- DATA RECORDS -
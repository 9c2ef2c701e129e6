//! Control loop for the RC rover.
//!
//! - `receiver`: channel reader over a `ChannelSource`
//! - `motors`: `MotorDriver` implementations (GPIO/PWM pins, PCA9685, dry run)
//! - `leds`: mode `Indicator` implementations
//!
//! `SystemController` wires them together: every tick it decodes a
//! `ChannelFrame`, mixes it into a `DriveCommand`, writes the motors and
//! updates the indicator. Nothing survives from one tick to the next.

pub mod leds;
pub mod motors;
pub mod receiver;

use embassy_time::Duration;
use embedded_hal_async::delay::DelayNs;

pub use leds::{Indicator, LedModule, PinIndicator};
pub use motors::{DryRunMotors, MotorBackend, MotorDriver, PinMotor, PinMotors, PwmMotors};
pub use receiver::{ChannelFrame, ChannelMap, ChannelSource};

use crate::utils::{
    config::RoverConfig,
    math::mixer::{mix, DriveCommand, DriveMode},
};

/// Default pause between ticks (~20 Hz).
pub const DEFAULT_TICK: Duration = Duration::from_millis(50);

/// Everything one tick derived; dropped at the end of the tick.
#[derive(Debug, Clone, Copy, PartialEq, Eq, Default)]
pub struct TickState {
    pub frame: ChannelFrame,
    pub command: DriveCommand,
}

pub struct SystemController<S, M, I> {
    pub source: S,
    pub motors: M,
    pub indicator: I,
    channels: ChannelMap,
    tick_interval: Duration,
}

impl<S, M, I> SystemController<S, M, I>
where
    S: ChannelSource,
    M: MotorDriver,
    I: Indicator,
{
    /// Controller with the default channel map and a 50 ms tick.
    pub fn new(
        source: S,
        motors: M,
        indicator: I,
    ) -> Self {
        SystemController {
            source,
            motors,
            indicator,
            channels: ChannelMap::default(),
            tick_interval: DEFAULT_TICK,
        }
    }

    /// Controller using the channel map and tick interval from `config`.
    pub fn with_config(
        source: S,
        motors: M,
        indicator: I,
        config: &RoverConfig,
    ) -> Self {
        SystemController {
            source,
            motors,
            indicator,
            channels: config.channels,
            tick_interval: config.tick_interval(),
        }
    }

    pub fn channels(&self) -> &ChannelMap {
        &self.channels
    }

    pub fn tick_interval(&self) -> Duration {
        self.tick_interval
    }

    /// Run one decode, mix, actuate pass.
    pub fn tick(&mut self) -> TickState {
        let frame = ChannelFrame::read(&mut self.source, &self.channels);
        let command = mix(&frame);

        self.motors.apply(&command);
        self.indicator.set_active(command.mode == DriveMode::Spin);

        tracing::debug!(?frame, ?command, "tick");
        TickState { frame, command }
    }

    /// Run `ticks` iterations, pausing for the tick interval after each.
    ///
    /// Returns the state of the last tick, or `None` when `ticks` is zero.
    pub async fn run_for<D: DelayNs>(
        &mut self,
        ticks: usize,
        delay: &mut D,
    ) -> Option<TickState> {
        let mut last = None;
        for _ in 0..ticks {
            last = Some(self.tick());
            self.pause(delay).await;
        }
        last
    }

    /// Run the loop until power is removed.
    pub async fn run<D: DelayNs>(
        &mut self,
        delay: &mut D,
    ) -> ! {
        tracing::info!(
            interval_ms = self.tick_interval.as_millis(),
            "control loop started"
        );
        loop {
            self.tick();
            self.pause(delay).await;
        }
    }

    /// Stop both motors and clear the indicator.
    pub fn shutdown(&mut self) {
        self.motors.stop();
        self.indicator.set_active(false);
        tracing::info!("motors stopped");
    }

    async fn pause<D: DelayNs>(
        &self,
        delay: &mut D,
    ) {
        let us = self.tick_interval.as_micros().min(u32::MAX as u64) as u32;
        delay.delay_us(us).await;
    }
}
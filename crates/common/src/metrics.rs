//! Prometheus text exposition for the default registry.

use axum::http::StatusCode;
use prometheus::{Encoder, TextEncoder};

pub fn encode_metrics() -> (StatusCode, String) {
    let encoder = TextEncoder::new();
    let metric_families = prometheus::gather();
    let mut buffer = Vec::new();
    if let Err(e) = encoder.encode(&metric_families, &mut buffer) {
        return (
            StatusCode::INTERNAL_SERVER_ERROR,
            format!("metrics encode error: {e}"),
        );
    }
    (StatusCode::OK, String::from_utf8(buffer).unwrap_or_default())
}

/// axum handler for `GET /metrics`.
pub async fn metrics_handler() -> (StatusCode, String) {
    encode_metrics()
}
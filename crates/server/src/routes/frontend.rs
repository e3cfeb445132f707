//! Storefront and admin endpoints. Every data access goes through the
//! [`ServiceClient`], so the same router works in-process or against remote
//! services.

use axum::{
    extract::{
        multipart::MultipartRejection,
        rejection::FormRejection,
        Form, Multipart, Path, State,
    },
    response::Redirect,
    routing::{get, post},
    Json, Router,
};
use serde::Deserialize;
use serde_json::{json, Value};
use service_client::{FormBody, LogicalService, ServiceClient};
use tower_http::services::{ServeDir, ServeFile};
use tracing::info;

use super::catalog::parse_id;
use super::forms::read_multipart;
use crate::errors::JsonApiError;

#[derive(Clone)]
pub struct FrontendState {
    pub client: ServiceClient,
}

/// JSON view models under `/storefront`, the two form posts, and the static
/// pages in `frontend_dir` (unknown paths fall back to `index.html`).
pub fn router(client: ServiceClient, frontend_dir: &str) -> Router {
    let index = format!("{}/index.html", frontend_dir.trim_end_matches('/'));
    let pages = ServeDir::new(frontend_dir).fallback(ServeFile::new(index));
    api_router(client).fallback_service(pages)
}

/// Same routes without the static pages.
pub fn api_router(client: ServiceClient) -> Router {
    Router::new()
        .route("/storefront/products", get(products))
        .route("/storefront/products/:id", get(product_detail))
        .route("/admin/add-product", post(add_product))
        .route("/products/:id/inventory", post(update_inventory))
        .with_state(FrontendState { client })
}

async fn products(State(st): State<FrontendState>) -> Result<Json<Value>, JsonApiError> {
    Ok(Json(st.client.get(LogicalService::Catalog, "/products").await?))
}

async fn product_detail(State(st): State<FrontendState>, Path(id): Path<String>) -> Result<Json<Value>, JsonApiError> {
    let id = parse_id(&id, "Product")?;
    let product = st.client.get(LogicalService::Catalog, &format!("/products/{id}")).await?;
    let inventory = st.client.get(LogicalService::Inventory, &format!("/inventory/{id}")).await?;
    Ok(Json(json!({ "product": product, "inventory": inventory })))
}

/// Forward the admin form to the catalog. Only the known fields travel, and
/// an image part is dropped when no file was chosen.
fn catalog_form(submitted: &FormBody) -> FormBody {
    let mut form = FormBody::new();
    if let Some(name) = submitted.get("name") {
        form = form.field("name", name);
    }
    form = form.field("description", submitted.get("description").unwrap_or_default());
    if let Some(price) = submitted.get("price") {
        form = form.field("price", price);
    }
    if let Some(image) = submitted.get_file("image").filter(|f| !f.filename.is_empty()) {
        form = form.file(image.clone());
    }
    form
}

async fn add_product(
    State(st): State<FrontendState>,
    multipart: Result<Multipart, MultipartRejection>,
) -> Result<Redirect, JsonApiError> {
    let multipart = multipart.map_err(|e| JsonApiError::bad_request(e.body_text()))?;
    let submitted = read_multipart(multipart).await?;
    let created = st.client.post_form(LogicalService::Catalog, "/products", catalog_form(&submitted)).await?;
    info!(id = %created["id"], "product added from admin form");
    Ok(Redirect::to("/admin"))
}

#[derive(Debug, Default, Deserialize)]
pub struct InventoryForm {
    pub quantity: Option<String>,
    pub warehouse: Option<String>,
}

impl InventoryForm {
    /// JSON for the inventory service: quantity defaults to 0 and warehouse
    /// to `main`.
    fn to_json(&self) -> Result<Value, JsonApiError> {
        let quantity = match self.quantity.as_deref().map(str::trim).filter(|q| !q.is_empty()) {
            Some(q) => q
                .parse::<i32>()
                .map_err(|_| JsonApiError::bad_request(format!("quantity must be an integer, got {q:?}")))?,
            None => 0,
        };
        let warehouse = self
            .warehouse
            .as_deref()
            .unwrap_or(models::inventory::DEFAULT_WAREHOUSE);
        Ok(json!({ "quantity": quantity, "warehouse": warehouse }))
    }
}

async fn update_inventory(
    State(st): State<FrontendState>,
    Path(id): Path<String>,
    form: Result<Form<InventoryForm>, FormRejection>,
) -> Result<Redirect, JsonApiError> {
    let id = parse_id(&id, "Product")?;
    let Form(form) = form.map_err(|e| JsonApiError::bad_request(e.body_text()))?;
    st.client.put(LogicalService::Inventory, &format!("/inventory/{id}"), form.to_json()?).await?;
    Ok(Redirect::to(&format!("/products/{id}")))
}
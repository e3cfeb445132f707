//! AWS plumbing: SDK config, database URLs from Secrets Manager.

use aws_config::{BehaviorVersion, Region, SdkConfig};
use aws_sdk_secretsmanager::error::DisplayErrorContext;
use configs::{DatabaseConfig, SecretRef};
use serde::Deserialize;
use serde_json::Value;
use tracing::info;

use crate::errors::ServiceError;

pub const DEFAULT_REGION: &str = "us-east-1";
pub const DEFAULT_DB_PORT: u16 = 5432;

/// `AWS_REGION`, then `AWS_DEFAULT_REGION`, then `us-east-1`.
pub fn region_from_lookup<F: Fn(&str) -> Option<String>>(lookup: F) -> String {
    ["AWS_REGION", "AWS_DEFAULT_REGION"]
        .iter()
        .filter_map(|k| lookup(k))
        .map(|v| v.trim().to_string())
        .find(|v| !v.is_empty())
        .unwrap_or_else(|| DEFAULT_REGION.to_string())
}

/// Shared SDK config; credentials come from the usual provider chain.
pub async fn sdk_config() -> SdkConfig {
    let region = region_from_lookup(|k| std::env::var(k).ok());
    aws_config::defaults(BehaviorVersion::latest()).region(Region::new(region)).load().await
}

/// Connection details stored in a database secret.
#[derive(Debug, Clone, Deserialize)]
pub struct DbSecret {
    pub host: String,
    #[serde(default)]
    port: Option<Value>,
    pub username: String,
    pub password: String,
}

impl DbSecret {
    pub fn parse(secret_string: &str) -> Result<Self, ServiceError> {
        serde_json::from_str(secret_string)
            .map_err(|e| ServiceError::Validation(format!("database secret is not valid: {e}")))
    }

    /// Port as stored; RDS writes a number, hand-made secrets often a string.
    pub fn port(&self) -> String {
        match &self.port {
            Some(Value::Number(n)) => n.to_string(),
            Some(Value::String(s)) if !s.trim().is_empty() => s.trim().to_string(),
            _ => DEFAULT_DB_PORT.to_string(),
        }
    }

    pub fn database_url(&self, db_name: &str) -> String {
        format!("postgresql://{}:{}@{}:{}/{}", self.username, self.password, self.host, self.port(), db_name)
    }
}

/// Fetches database secrets.
#[derive(Clone, Debug)]
pub struct SecretResolver {
    client: aws_sdk_secretsmanager::Client,
}

impl SecretResolver {
    pub fn new(sdk: &SdkConfig) -> Self {
        Self { client: aws_sdk_secretsmanager::Client::new(sdk) }
    }

    pub async fn from_env() -> Self {
        Self::new(&sdk_config().await)
    }

    pub async fn database_url(&self, secret: &SecretRef) -> Result<String, ServiceError> {
        info!(secret = %secret.secret_name, db = %secret.db_name, "fetching database credentials from Secrets Manager");
        let resp = self
            .client
            .get_secret_value()
            .secret_id(&secret.secret_name)
            .send()
            .await
            .map_err(|e| ServiceError::Internal(format!("{}: {}", secret.secret_name, DisplayErrorContext(&e))))?;
        let raw = resp
            .secret_string()
            .ok_or_else(|| ServiceError::Validation(format!("{}: secret has no string value", secret.secret_name)))?;
        Ok(DbSecret::parse(raw)?.database_url(&secret.db_name))
    }
}

/// `cfg` with its URL filled in from Secrets Manager when it names a secret
/// instead of a URL; otherwise unchanged.
pub async fn resolve_database(cfg: &DatabaseConfig) -> Result<DatabaseConfig, ServiceError> {
    let Some(secret) = cfg.secret.as_ref().filter(|_| cfg.needs_secret()) else {
        return Ok(cfg.clone());
    };
    let url = SecretResolver::from_env().await.database_url(secret).await?;
    Ok(DatabaseConfig { url, secret: None, ..cfg.clone() })
}

#[cfg(test)]
mod tests {
    use super::*;
    use std::collections::HashMap;

    fn lookup(pairs: &[(&str, &str)]) -> impl Fn(&str) -> Option<String> {
        let map: HashMap<String, String> = pairs.iter().map(|(k, v)| (k.to_string(), v.to_string())).collect();
        move |k| map.get(k).cloned()
    }

    #[test]
    fn region_precedence() {
        assert_eq!(region_from_lookup(lookup(&[])), "us-east-1");
        assert_eq!(region_from_lookup(lookup(&[("AWS_DEFAULT_REGION", "eu-west-1")])), "eu-west-1");
        assert_eq!(
            region_from_lookup(lookup(&[("AWS_REGION", "ap-south-1"), ("AWS_DEFAULT_REGION", "eu-west-1")])),
            "ap-south-1"
        );
        assert_eq!(region_from_lookup(lookup(&[("AWS_REGION", " ")])), "us-east-1");
    }

    #[test]
    fn secret_builds_postgres_url() {
        let s = DbSecret::parse(r#"{"host":"db.internal","port":6543,"username":"cat","password":"pw","engine":"postgres"}"#)
            .unwrap();
        assert_eq!(s.database_url("dbcatalog01"), "postgresql://cat:pw@db.internal:6543/dbcatalog01");

        let s = DbSecret::parse(r#"{"host":"db","username":"u","password":"p"}"#).unwrap();
        assert_eq!(s.database_url("inv"), "postgresql://u:p@db:5432/inv");

        let s = DbSecret::parse(r#"{"host":"db","port":"5433","username":"u","password":"p"}"#).unwrap();
        assert_eq!(s.port(), "5433");
    }

    #[test]
    fn secret_without_credentials_is_rejected() {
        let err = DbSecret::parse(r#"{"host":"db"}"#).unwrap_err();
        assert!(matches!(err, ServiceError::Validation(_)));
    }

    #[tokio::test]
    async fn url_config_is_left_alone() {
        let cfg = DatabaseConfig::for_url("postgres://a@b/c");
        assert_eq!(resolve_database(&cfg).await.unwrap().url, "postgres://a@b/c");
    }
}
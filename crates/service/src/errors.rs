use thiserror::Error;

use models::errors::ModelError;

#[derive(Debug, Error)]
pub enum ServiceError {
    #[error("validation error: {0}")]
    Validation(String),
    #[error("not found: {0}")]
    NotFound(String),
    #[error("database error: {0}")]
    Db(String),
    #[error("storage error: {0}")]
    Storage(String),
    #[error("internal error: {0}")]
    Internal(String),
}

impl ServiceError {
    pub fn not_found(entity: &str) -> Self { Self::NotFound(format!("{} not found", entity)) }

    /// Message without the variant prefix, as shown to API clients.
    pub fn public_message(&self) -> String {
        match self {
            Self::Validation(m) | Self::NotFound(m) => m.clone(),
            Self::Db(_) | Self::Storage(_) | Self::Internal(_) => self.to_string(),
        }
    }
}

impl From<ModelError> for ServiceError {
    fn from(e: ModelError) -> Self {
        match e {
            ModelError::Validation(m) => Self::Validation(m),
            ModelError::NotFound { entity, .. } => Self::not_found(entity),
            ModelError::Db(m) => Self::Db(m),
        }
    }
}

impl From<sea_orm::DbErr> for ServiceError {
    fn from(e: sea_orm::DbErr) -> Self { Self::Db(e.to_string()) }
}

impl From<serde_json::Error> for ServiceError {
    fn from(e: serde_json::Error) -> Self { Self::Internal(e.to_string()) }
}

#[cfg(test)]
mod tests {
    use super::*;

    #[test]
    fn model_errors_keep_their_category() {
        let e: ServiceError = ModelError::Validation("price must be a non-negative number".into()).into();
        assert!(matches!(e, ServiceError::Validation(_)));
        assert_eq!(e.public_message(), "price must be a non-negative number");
        let e: ServiceError = ModelError::Db("connection reset".into()).into();
        assert!(matches!(e, ServiceError::Db(_)));
    }

    #[test]
    fn missing_rows_become_not_found() {
        let e: ServiceError = ModelError::not_found("Product", 7).into();
        assert!(matches!(e, ServiceError::NotFound(_)));
        assert_eq!(e.public_message(), "Product not found");
    }

    #[test]
    fn not_found_message() {
        assert_eq!(ServiceError::not_found("Product").public_message(), "Product not found");
    }
}
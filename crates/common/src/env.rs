//! Environment/runtime helpers
//!
//! Sanity checks to ensure expected directories exist at startup.

use tracing::warn;

/// Warn when the static frontend bundle is missing; it is optional.
pub async fn check_frontend_dir(frontend_dir: &str) {
    if tokio::fs::metadata(frontend_dir).await.is_err() {
        warn!(%frontend_dir, "frontend assets directory not found; static pages may 404");
    }
}

/// Create the upload directory (and parents) if it does not exist yet.
pub async fn ensure_upload_dir(upload_dir: &str) -> anyhow::Result<()> {
    tokio::fs::create_dir_all(upload_dir)
        .await
        .map_err(|e| anyhow::anyhow!("cannot create {upload_dir}: {e}"))?;
    Ok(())
}
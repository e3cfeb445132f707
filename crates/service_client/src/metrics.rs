use once_cell::sync::Lazy;
use prometheus::{register_histogram_vec, register_int_counter_vec, HistogramVec, IntCounterVec};

// Prometheus metrics (default registry)
pub static CALLS_TOTAL: Lazy<IntCounterVec> = Lazy::new(|| {
    register_int_counter_vec!(
        "service_client_calls_total",
        "Service invocations by service, dispatch mode and outcome",
        &["service", "mode", "outcome"]
    )
    .expect("register service_client_calls_total")
});

pub static CALL_DURATION: Lazy<HistogramVec> = Lazy::new(|| {
    register_histogram_vec!(
        "service_client_call_duration_seconds",
        "Service invocation duration in seconds",
        &["service", "mode"],
        vec![0.001, 0.005, 0.01, 0.025, 0.05, 0.1, 0.25, 0.5, 1.0, 2.5, 5.0, 10.0]
    )
    .expect("register service_client_call_duration_seconds")
});
use std::{net::SocketAddr, sync::Arc, time::Duration};

use axum::Router;
use configs::{AppConfig, ServicesConfig};
use migration::{CatalogMigrator, InventoryMigrator, Migrator, MigratorTrait};
use sea_orm::DatabaseConnection;
use service::{
    catalog::CatalogService,
    inventory::InventoryService,
    local::{CatalogHandler, InventoryHandler},
    storage::{self, ImageStorage},
};
use service_client::{ClientError, LogicalService, ServiceClient, ServiceEndpoints};
use tower_http::cors::CorsLayer;
use tracing::info;

use crate::errors::StartupError;
use crate::routes::{self, catalog, frontend, inventory};

pub const FRONTEND_DIR: &str = "frontend";
pub const DEFAULT_CATALOG_URL: &str = "http://localhost:8001";
pub const DEFAULT_INVENTORY_URL: &str = "http://localhost:8002";

/// What a process serves.
#[derive(Debug, Clone, Copy, PartialEq, Eq)]
pub enum Role {
    Monolith,
    Catalog,
    Inventory,
    Frontend,
}

impl Role {
    pub fn as_str(self) -> &'static str {
        match self {
            Role::Monolith => "monolith",
            Role::Catalog => "catalog",
            Role::Inventory => "inventory",
            Role::Frontend => "frontend",
        }
    }
}

fn build_cors() -> CorsLayer {
    CorsLayer::very_permissive()
}

fn timeout(cfg: &ServicesConfig) -> Option<Duration> {
    cfg.request_timeout_secs.map(Duration::from_secs)
}

/// Connect and bring the schema the role owns up to date.
async fn connect_db(cfg: &AppConfig, role: Role) -> Result<DatabaseConnection, StartupError> {
    let db_cfg = service::aws::resolve_database(&cfg.database)
        .await
        .map_err(|e| StartupError::Database(e.to_string()))?;
    db_cfg.validate().map_err(|e| StartupError::InvalidConfig(e.to_string()))?;
    let db = models::db::connect_with_config(&db_cfg)
        .await
        .map_err(|e| StartupError::Database(e.to_string()))?;
    let migrated = match role {
        Role::Catalog => CatalogMigrator::up(&db, None).await,
        Role::Inventory => InventoryMigrator::up(&db, None).await,
        Role::Monolith | Role::Frontend => Migrator::up(&db, None).await,
    };
    migrated.map_err(|e| StartupError::Database(e.to_string()))?;
    Ok(db)
}

async fn image_storage(cfg: &AppConfig) -> anyhow::Result<Arc<dyn ImageStorage>> {
    if cfg.storage.object_store_bucket().is_none() {
        common::env::ensure_upload_dir(&cfg.storage.upload_dir()).await?;
    }
    Ok(storage::from_config(&cfg.storage).await)
}

/// Client for the monolith: services with a configured address are called
/// over HTTP, the rest in-process.
pub fn monolith_client(
    cfg: &ServicesConfig,
    catalog: CatalogService,
    inventory: InventoryService,
) -> Result<ServiceClient, ClientError> {
    ServiceClient::builder(ServiceEndpoints::from(cfg))
        .local(LogicalService::Catalog, Arc::new(CatalogHandler::new(catalog)))
        .local(LogicalService::Inventory, Arc::new(InventoryHandler::new(inventory)))
        .timeout(timeout(cfg))
        .build()
}

/// Client for the standalone frontend: everything remote, with localhost
/// defaults for unset addresses.
pub fn frontend_client(cfg: &ServicesConfig) -> Result<ServiceClient, ClientError> {
    let cfg = cfg.clone().with_defaults(DEFAULT_CATALOG_URL, DEFAULT_INVENTORY_URL);
    ServiceClient::builder(ServiceEndpoints::from(&cfg)).timeout(timeout(&cfg)).build()
}

/// Build the router for `role`, connecting to the database when the role
/// owns one.
pub async fn build_app(cfg: &AppConfig, role: Role) -> anyhow::Result<Router> {
    let app = match role {
        Role::Monolith => {
            let db = connect_db(cfg, role).await?;
            let catalog_svc = CatalogService::new(db.clone(), image_storage(cfg).await?);
            let inventory_svc = InventoryService::new(db.clone());
            let client = monolith_client(&cfg.services, catalog_svc.clone(), inventory_svc.clone())
                .map_err(|e| StartupError::InvalidConfig(e.to_string()))?;
            info!(?client, "service bindings");
            common::env::check_frontend_dir(FRONTEND_DIR).await;
            routes::ops_router(Some(db))
                .merge(catalog::router(catalog_svc))
                .merge(inventory::router(inventory_svc))
                .merge(routes::static_router(&cfg.storage.static_dir))
                .merge(frontend::router(client, FRONTEND_DIR))
        }
        Role::Catalog => {
            let db = connect_db(cfg, role).await?;
            let svc = CatalogService::new(db.clone(), image_storage(cfg).await?);
            routes::ops_router(Some(db))
                .merge(catalog::router(svc))
                .merge(routes::static_router(&cfg.storage.static_dir))
        }
        Role::Inventory => {
            let db = connect_db(cfg, role).await?;
            routes::ops_router(Some(db.clone())).merge(inventory::router(InventoryService::new(db)))
        }
        Role::Frontend => {
            let client = frontend_client(&cfg.services).map_err(|e| StartupError::InvalidConfig(e.to_string()))?;
            info!(?client, "service bindings");
            common::env::check_frontend_dir(FRONTEND_DIR).await;
            routes::ops_router(None).merge(frontend::router(client, FRONTEND_DIR))
        }
    };
    Ok(routes::with_tracing(app.layer(build_cors())))
}

/// Public entry: load config, build the role's app and serve it.
pub async fn run(role: Role) -> anyhow::Result<()> {
    let cfg = AppConfig::load_and_validate()?;
    let app = build_app(&cfg, role).await?;

    let addr: SocketAddr = cfg
        .server
        .bind_addr()
        .parse()
        .map_err(|e| StartupError::InvalidConfig(format!("bind address {}: {e}", cfg.server.bind_addr())))?;
    info!(%addr, role = role.as_str(), "starting http server");
    let listener = tokio::net::TcpListener::bind(addr).await?;
    axum::serve(listener, app).await?;
    Ok(())
}
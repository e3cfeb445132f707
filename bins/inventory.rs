mod runner;

fn main() -> std::process::ExitCode {
    runner::run(server::Role::Inventory)
}
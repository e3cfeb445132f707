use sea_orm_migration::prelude::*;

use crate::m20240101_000002_create_inventory::Inventory;

#[derive(DeriveMigrationName)]
pub struct Migration;

#[async_trait::async_trait]
impl MigrationTrait for Migration {
    async fn up(&self, manager: &SchemaManager) -> Result<(), DbErr> {
        // Inventory: lookups are always by product_id
        manager
            .create_index(
                Index::create()
                    .if_not_exists()
                    .name("ix_inventory_product_id")
                    .table(Inventory::Table)
                    .col(Inventory::ProductId)
                    .to_owned(),
            )
            .await
    }

    async fn down(&self, manager: &SchemaManager) -> Result<(), DbErr> {
        manager
            .drop_index(Index::drop().name("ix_inventory_product_id").table(Inventory::Table).to_owned())
            .await
    }
}
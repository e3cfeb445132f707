use std::convert::Infallible;

use thiserror::Error;

/// Error type produced by in-process handlers; kept boxed so callers can
/// downcast back to the handler's own error.
pub type LocalError = Box<dyn std::error::Error + Send + Sync + 'static>;

#[derive(Debug, Error)]
pub enum ClientError {
    /// Unknown service identifier, unusable address or a service with no binding.
    #[error("configuration error: {0}")]
    Configuration(String),
    /// Remote service answered with a non-2xx status.
    #[error("remote call failed with status {status}: {body}")]
    RemoteCall { status: u16, body: String },
    #[error("http transport error: {0}")]
    Transport(#[from] reqwest::Error),
    #[error("cannot decode response: {0}")]
    Decode(String),
    /// Error raised by the local handler, untouched.
    #[error("{0}")]
    Local(#[source] LocalError),
}

impl ClientError {
    pub fn configuration(msg: impl Into<String>) -> Self { Self::Configuration(msg.into()) }

    /// HTTP status of a failed remote call.
    pub fn status(&self) -> Option<u16> {
        match self {
            Self::RemoteCall { status, .. } => Some(*status),
            _ => None,
        }
    }

    /// The local handler's original error, if it is an `E`.
    pub fn downcast_local<E: std::error::Error + 'static>(&self) -> Option<&E> {
        match self {
            Self::Local(inner) => inner.downcast_ref::<E>(),
            _ => None,
        }
    }
}

impl From<Infallible> for ClientError {
    fn from(never: Infallible) -> Self { match never {} }
}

- WORK ITEM -
Gather up every line in the data above that contains the word "cannot", copying each one.

- REPLY -
        .map_err(|e| anyhow::anyhow!("cannot create {upload_dir}: {e}"))?;
    #[error("cannot decode response: {0}")]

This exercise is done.